Mastering Custom Implementations of localStorage and sessionStorage
In front-end development, localStorage and sessionStorage are widely used for storing client-side data.
However, in more advanced applications, you may need custom logic on top of their native behavior—such as encryption, logging, key protection, analytics, or multi-layered validation.
This guide shows how to elegantly rewrite storage methods without breaking native functionality, using proxies, hooks, and encapsulated patterns.
Why Override localStorage and sessionStorage?
You might need custom wrappers when:
- Business Logic — Special handling for certain keys (e.g., formatting, validation, encryption).
- Global Monitoring — Log every storage access for analytics or debugging.
- Security — Protect sensitive keys from modification or unauthorized reads.
- Cross‑Team Governance — Enforce consistent storage behavior across large applications.
Core Idea: Wrap, Don’t Replace
The goal is preserving original behavior while adding extra processing.
Step 1: Save the Native Methods
const _setItem = localStorage.setItem;
const _getItem = localStorage.getItem;Step 2: Inject Custom Logic via Wrapper
localStorage.setItem = function (key, value) {
if (key === "protectedKey") return; // Prevent modifications
_setItem.call(this, key, value);
};
localStorage.getItem = function (key) {
return key === "protectedKey" ? "Access denied" : _getItem.call(this, key);
};This pattern keeps native functionality intact but adds rules for specific keys.

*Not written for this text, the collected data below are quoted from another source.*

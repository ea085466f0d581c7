use serde::{
    Deserialize, Deserializer, Serialize, Serializer,
    ser::SerializeMap,
};
use serde_json::{Map, Value};

use crate::{
    freight::models::SetPoint,
    schedule::ComparisonOption,
    util::{count_or_zero, nullable, string_or_number, value_to_string},
};

/// Роль локации в заявке
#[derive(Debug, Clone, Copy, PartialEq, Eq, Hash)]
pub enum LocationRole {
    Pol,
    Pod,
    Plor,
    Plod,
    Pickup,
    Return,
}

impl LocationRole {
    pub const ALL: [LocationRole; 6] = [
        LocationRole::Pol,
        LocationRole::Pod,
        LocationRole::Plor,
        LocationRole::Plod,
        LocationRole::Pickup,
        LocationRole::Return,
    ];

    /// Префикс полей группы: `polCity`, `pickupLat` и т.д.
    pub fn prefix(self) -> &'static str {
        match self {
            LocationRole::Pol => "pol",
            LocationRole::Pod => "pod",
            LocationRole::Plor => "plor",
            LocationRole::Plod => "plod",
            LocationRole::Pickup => "pickup",
            LocationRole::Return => "return",
        }
    }

    /// Ключ строки "City, CountryCode"
    pub fn display_key(self) -> &'static str {
        match self {
            LocationRole::Pickup => "pickupLocation",
            LocationRole::Return => "returnLocation",
            role => role.prefix(),
        }
    }

    /// POL и POD обязательны, остальные включаются флажком
    pub fn is_optional(self) -> bool {
        !matches!(self, LocationRole::Pol | LocationRole::Pod)
    }
}

/// Группа полей одной локации
#[derive(Debug, Default, Clone, PartialEq)]
pub struct LocationGroup {
    pub display: String,
    pub city: String,
    pub country: String,
    pub country_code: String,
    pub lat: String,
    pub lon: String,
    pub location_id: String,
    pub unicode: String,
}

const GROUP_SUFFIXES: [&str; 7] = [
    "City",
    "Country",
    "CountryCode",
    "Lat",
    "Lon",
    "LocationId",
    "Unicode",
];

impl LocationGroup {
    /// Локация считается указанной, если есть строка отображения или город
    pub fn is_present(&self) -> bool {
        !self.display.trim().is_empty() || !self.city.trim().is_empty()
    }

    fn field_mut(&mut self, suffix: &str) -> Option<&mut String> {
        match suffix {
            "City" => Some(&mut self.city),
            "Country" => Some(&mut self.country),
            "CountryCode" => Some(&mut self.country_code),
            "Lat" => Some(&mut self.lat),
            "Lon" => Some(&mut self.lon),
            "LocationId" => Some(&mut self.location_id),
            "Unicode" => Some(&mut self.unicode),
            _ => None,
        }
    }

    fn field(&self, suffix: &str) -> &str {
        match suffix {
            "City" => &self.city,
            "Country" => &self.country,
            "CountryCode" => &self.country_code,
            "Lat" => &self.lat,
            "Lon" => &self.lon,
            "LocationId" => &self.location_id,
            "Unicode" => &self.unicode,
            _ => "",
        }
    }

    fn take_from(role: LocationRole, map: &mut Map<String, Value>) -> Self {
        let mut group = LocationGroup {
            display: map
                .remove(role.display_key())
                .map(|v| value_to_string(&v))
                .unwrap_or_default(),
            ..Default::default()
        };
        for suffix in GROUP_SUFFIXES {
            let key = format!("{}{}", role.prefix(), suffix);
            if let (Some(value), Some(slot)) = (map.remove(&key), group.field_mut(suffix)) {
                *slot = value_to_string(&value);
            }
        }
        group
    }
}

/// Все шесть групп локаций заявки.
///
/// В JSON формы группы лежат плоско, рядом с остальными полями
/// (`pol`, `polCity`, `polLat`, ..., `pickupLocation`, `pickupCity`, ...),
/// поэтому (де)сериализация написана вручную и подключается через `flatten`.
#[derive(Debug, Default, Clone, PartialEq)]
pub struct Locations {
    pub pol: LocationGroup,
    pub pod: LocationGroup,
    pub plor: LocationGroup,
    pub plod: LocationGroup,
    pub pickup: LocationGroup,
    pub ret: LocationGroup,
}

impl Locations {
    pub fn get(&self, role: LocationRole) -> &LocationGroup {
        match role {
            LocationRole::Pol => &self.pol,
            LocationRole::Pod => &self.pod,
            LocationRole::Plor => &self.plor,
            LocationRole::Plod => &self.plod,
            LocationRole::Pickup => &self.pickup,
            LocationRole::Return => &self.ret,
        }
    }

    pub fn get_mut(&mut self, role: LocationRole) -> &mut LocationGroup {
        match role {
            LocationRole::Pol => &mut self.pol,
            LocationRole::Pod => &mut self.pod,
            LocationRole::Plor => &mut self.plor,
            LocationRole::Plod => &mut self.plod,
            LocationRole::Pickup => &mut self.pickup,
            LocationRole::Return => &mut self.ret,
        }
    }
}

impl Serialize for Locations {
    fn serialize<S: Serializer>(&self, serializer: S) -> Result<S::Ok, S::Error> {
        let mut map = serializer.serialize_map(Some(LocationRole::ALL.len() * 8))?;
        for role in LocationRole::ALL {
            let group = self.get(role);
            map.serialize_entry(role.display_key(), &group.display)?;
            for suffix in GROUP_SUFFIXES {
                map.serialize_entry(&format!("{}{}", role.prefix(), suffix), group.field(suffix))?;
            }
        }
        map.end()
    }
}

impl<'de> Deserialize<'de> for Locations {
    fn deserialize<D: Deserializer<'de>>(deserializer: D) -> Result<Self, D::Error> {
        let mut map = Map::<String, Value>::deserialize(deserializer)?;
        let mut locations = Locations::default();
        for role in LocationRole::ALL {
            *locations.get_mut(role) = LocationGroup::take_from(role, &mut map);
        }
        Ok(locations)
    }
}

#[derive(Debug, Default, Clone, PartialEq, Serialize, Deserialize)]
#[serde(default, rename_all = "camelCase")]
pub struct ColdTreatment {
    #[serde(deserialize_with = "nullable")]
    pub required: bool,

    #[serde(deserialize_with = "string_or_number")]
    pub temperature: String,

    #[serde(deserialize_with = "nullable")]
    pub temperature_set_points: Vec<SetPoint>,

    #[serde(deserialize_with = "nullable")]
    pub multiple_set_points: bool,
}

#[derive(Debug, Default, Clone, PartialEq, Serialize, Deserialize)]
#[serde(default, rename_all = "camelCase")]
pub struct Probes {
    #[serde(deserialize_with = "count_or_zero")]
    pub number_of_cargo_probes: u32,

    #[serde(deserialize_with = "nullable")]
    pub drain_holes: bool,

    /// "open" или "closed"
    #[serde(deserialize_with = "string_or_number")]
    pub fresh_air_exchange: String,

    #[serde(deserialize_with = "string_or_number")]
    pub ventilation_volume: String,
}

#[derive(Debug, Default, Clone, PartialEq, Serialize, Deserialize)]
#[serde(default)]
pub struct Humidity {
    #[serde(deserialize_with = "nullable")]
    pub required: bool,

    #[serde(deserialize_with = "string_or_number")]
    pub percentage: String,
}

#[derive(Debug, Default, Clone, PartialEq, Serialize, Deserialize)]
#[serde(default, rename_all = "camelCase")]
pub struct Genset {
    #[serde(deserialize_with = "nullable")]
    pub during_export: bool,

    #[serde(deserialize_with = "nullable")]
    pub during_import: bool,
}

/// Физические параметры груза; числа хранятся строками, как их ввели
#[derive(Debug, Default, Clone, PartialEq, Serialize, Deserialize)]
#[serde(default, rename_all = "camelCase")]
pub struct CargoDimensions {
    #[serde(deserialize_with = "string_or_number")]
    pub class: String,

    #[serde(deserialize_with = "string_or_number")]
    pub un_number: String,

    #[serde(deserialize_with = "string_or_number")]
    pub width: String,

    #[serde(deserialize_with = "string_or_number")]
    pub length: String,

    #[serde(deserialize_with = "string_or_number")]
    pub height: String,

    /// "m" или "in"
    #[serde(deserialize_with = "string_or_number")]
    pub length_metrics: String,

    #[serde(deserialize_with = "string_or_number")]
    pub package_type: String,

    #[serde(deserialize_with = "string_or_number")]
    pub number_of_packages: String,

    #[serde(deserialize_with = "string_or_number")]
    pub volume: String,

    #[serde(deserialize_with = "string_or_number")]
    pub truck_type: String,

    #[serde(deserialize_with = "string_or_number")]
    pub number_of_pallets: String,

    #[serde(deserialize_with = "nullable")]
    pub stackable_cargo: bool,
}

#[derive(Debug, Default, Clone, PartialEq, Serialize, Deserialize)]
#[serde(default)]
pub struct Liftgate {
    #[serde(deserialize_with = "nullable")]
    pub required: bool,
}

#[derive(Debug, Default, Clone, PartialEq, Serialize, Deserialize)]
#[serde(default, rename_all = "camelCase")]
pub struct Addons {
    #[serde(deserialize_with = "nullable")]
    pub port_agent: bool,

    #[serde(deserialize_with = "nullable")]
    pub track_live: bool,

    #[serde(deserialize_with = "nullable")]
    pub troke_trace: bool,

    #[serde(deserialize_with = "nullable")]
    pub soc_for_all: bool,

    #[serde(deserialize_with = "nullable")]
    pub ready_to_load: bool,

    #[serde(deserialize_with = "nullable")]
    pub change_destination: bool,

    #[serde(deserialize_with = "nullable")]
    pub extra_free_time: bool,

    #[serde(deserialize_with = "nullable")]
    pub reduce_emission: bool,

    #[serde(deserialize_with = "nullable")]
    pub reposition: bool,

    #[serde(deserialize_with = "nullable")]
    pub stuffing: StuffingAddon,

    #[serde(deserialize_with = "nullable")]
    pub unstuffing: StuffingAddon,

    #[serde(deserialize_with = "nullable")]
    pub customs_brokerage: CustomsBrokerageAddon,

    #[serde(deserialize_with = "nullable")]
    pub inspection: InspectionAddon,

    #[serde(deserialize_with = "nullable")]
    pub insurance: InsuranceAddon,
}

/// Затарка / растарка контейнера
#[derive(Debug, Default, Clone, PartialEq, Serialize, Deserialize)]
#[serde(default)]
pub struct StuffingAddon {
    #[serde(deserialize_with = "nullable")]
    pub enabled: bool,

    #[serde(deserialize_with = "string_or_number")]
    pub equipment: String,

    /// Количество рабочих
    #[serde(deserialize_with = "string_or_number")]
    pub resources: String,
}

#[derive(Debug, Default, Clone, PartialEq, Serialize, Deserialize)]
#[serde(default)]
pub struct CustomsBrokerageAddon {
    #[serde(deserialize_with = "nullable")]
    pub enabled: bool,

    #[serde(deserialize_with = "nullable")]
    pub origin: bool,

    #[serde(deserialize_with = "nullable")]
    pub destination: bool,
}

#[derive(Debug, Default, Clone, PartialEq, Serialize, Deserialize)]
#[serde(default)]
pub struct InspectionAddon {
    #[serde(deserialize_with = "nullable")]
    pub enabled: bool,

    #[serde(rename = "type", deserialize_with = "string_or_number")]
    pub kind: String,
}

#[derive(Debug, Default, Clone, PartialEq, Serialize, Deserialize)]
#[serde(default, rename_all = "camelCase")]
pub struct InsuranceAddon {
    #[serde(deserialize_with = "nullable")]
    pub enabled: bool,

    #[serde(deserialize_with = "string_or_number")]
    pub cargo_value: String,

    #[serde(deserialize_with = "string_or_number")]
    pub currency: String,
}

/// Черновик заявки, который заполняется в форме
#[derive(Debug, Default, Clone, PartialEq, Serialize, Deserialize)]
#[serde(default, rename_all = "camelCase")]
pub struct ShipmentDraft {
    /// sea | air | road | rail | combined | ecommerce
    #[serde(deserialize_with = "string_or_number")]
    pub mode: String,

    #[serde(deserialize_with = "string_or_number")]
    pub shipment_type: String,

    #[serde(deserialize_with = "string_or_number")]
    pub container_type: String,

    #[serde(deserialize_with = "string_or_number")]
    pub cargo_type: String,

    #[serde(deserialize_with = "string_or_number")]
    pub commodity: String,

    #[serde(deserialize_with = "string_or_number")]
    pub gross_weight: String,

    #[serde(
        rename = "accsesConditions",
        alias = "accessConditions",
        deserialize_with = "string_or_number"
    )]
    pub access_conditions: String,

    #[serde(deserialize_with = "nullable")]
    pub plor_checked: bool,

    #[serde(deserialize_with = "nullable")]
    pub plod_checked: bool,

    #[serde(deserialize_with = "nullable")]
    pub pickup_checked: bool,

    #[serde(deserialize_with = "nullable")]
    pub return_checked: bool,

    #[serde(flatten)]
    pub locations: Locations,

    #[serde(deserialize_with = "nullable")]
    pub cold_treatment: ColdTreatment,

    #[serde(deserialize_with = "nullable")]
    pub probes: Probes,

    #[serde(deserialize_with = "nullable")]
    pub humidity: Humidity,

    #[serde(deserialize_with = "nullable")]
    pub genset: Genset,

    #[serde(deserialize_with = "nullable")]
    pub cargo: CargoDimensions,

    #[serde(deserialize_with = "nullable")]
    pub liftgate: Liftgate,

    #[serde(deserialize_with = "nullable")]
    pub addons: Addons,

    #[serde(deserialize_with = "nullable")]
    pub comparison_results: Vec<ComparisonOption>,
}

impl ShipmentDraft {
    /// Применяется ли локация; POL и POD применяются всегда
    pub fn is_checked(&self, role: LocationRole) -> bool {
        match role {
            LocationRole::Pol | LocationRole::Pod => true,
            LocationRole::Plor => self.plor_checked,
            LocationRole::Plod => self.plod_checked,
            LocationRole::Pickup => self.pickup_checked,
            LocationRole::Return => self.return_checked,
        }
    }

    pub(crate) fn set_checked(&mut self, role: LocationRole, checked: bool) {
        match role {
            LocationRole::Pol | LocationRole::Pod => {}
            LocationRole::Plor => self.plor_checked = checked,
            LocationRole::Plod => self.plod_checked = checked,
            LocationRole::Pickup => self.pickup_checked = checked,
            LocationRole::Return => self.return_checked = checked,
        }
    }
}
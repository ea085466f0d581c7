pub mod config;
pub mod error;
pub mod freight;
pub mod logging;
pub mod quotes;
pub mod schedule;
pub mod shipment;
pub mod util;

pub use error::{Error, Result};
pub use shipment::{ShipmentDraft, ShipmentStore, apply_quote_to_store, from_api_shipment, to_api_shipment};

Flexible Hook-Based Proxy System
A more scalable approach uses configurable hooks.
function proxyStorage(storage, config = {}) {
const {
beforeSetItem = (k, v) => [k, v],
afterGetItem = (k, v) => v,
} = config;
const _setItem = storage.setItem;
const _getItem = storage.getItem;
storage.setItem = function (key, value) {
const [newKey, newValue] = beforeSetItem(key, value);
_setItem.call(this, newKey, newValue);
};
storage.getItem = function (key) {
const value = _getItem.call(this, key);
return afterGetItem(key, value);
};
}Example Use Cases
1. Encrypt Storage Data
proxyStorage(localStorage, {
beforeSetItem: (key, value) => [key, btoa(value)],
afterGetItem: (key, value) => (value ? atob(value) : value),
});2. Log Every Access
proxyStorage(sessionStorage, {
beforeSetItem: (k, v) => {
console.log("SET", k, v);
return [k, v];
},
afterGetItem: (k, v) => {
console.log("GET", k, v);
return v;
},
});3. Prevent Access to Sensitive Keys
proxyStorage(localStorage, {
afterGetItem: (key, value) =>
key === "secret" ? null : value,
});Encapsulation with a Singleton Class
This makes the proxy reusable and organized.
class StorageProxy {
constructor(storage, config) {
if (StorageProxy.instance) return StorageProxy.instance;
this.init(storage, config);
StorageProxy.instance = this;
}
init(storage, config) {
this.storage = storage;
this.originalSetItem = storage.setItem;
this.originalGetItem = storage.getItem;
this.config = config;
this.proxy();
}
proxy() {
const {
storage,
config: { beforeSetItem, afterGetItem },
} = this;
storage.setItem = (key, value) => {
const [k, v] = beforeSetItem(key, value);
this.originalSetItem.call(storage, k, v);
};
storage.getItem = key => {
const value = this.originalGetItem.call(storage, key);
return afterGetItem(key, value);
};
}
unproxy() {
this.storage.setItem = this.originalSetItem;
this.storage.getItem = this.originalGetItem;
}
}Usage
const customStorage = new StorageProxy(localStorage, {
beforeSetItem: (k, v) => [k, v.toUpperCase()],
afterGetItem: (k, v) => v,
});Summary
Rewriting localStorage and sessionStorage opens the door to:
- Custom behavior
- Security enhancements
- Access monitoring
- Data validation
- Encryption and transformation
With wrappers, hooks, and patterns like singletons, you can tailor storage APIs while preserving the native browser functionality — making your front‑end architecture more secure, maintainable, and adaptable.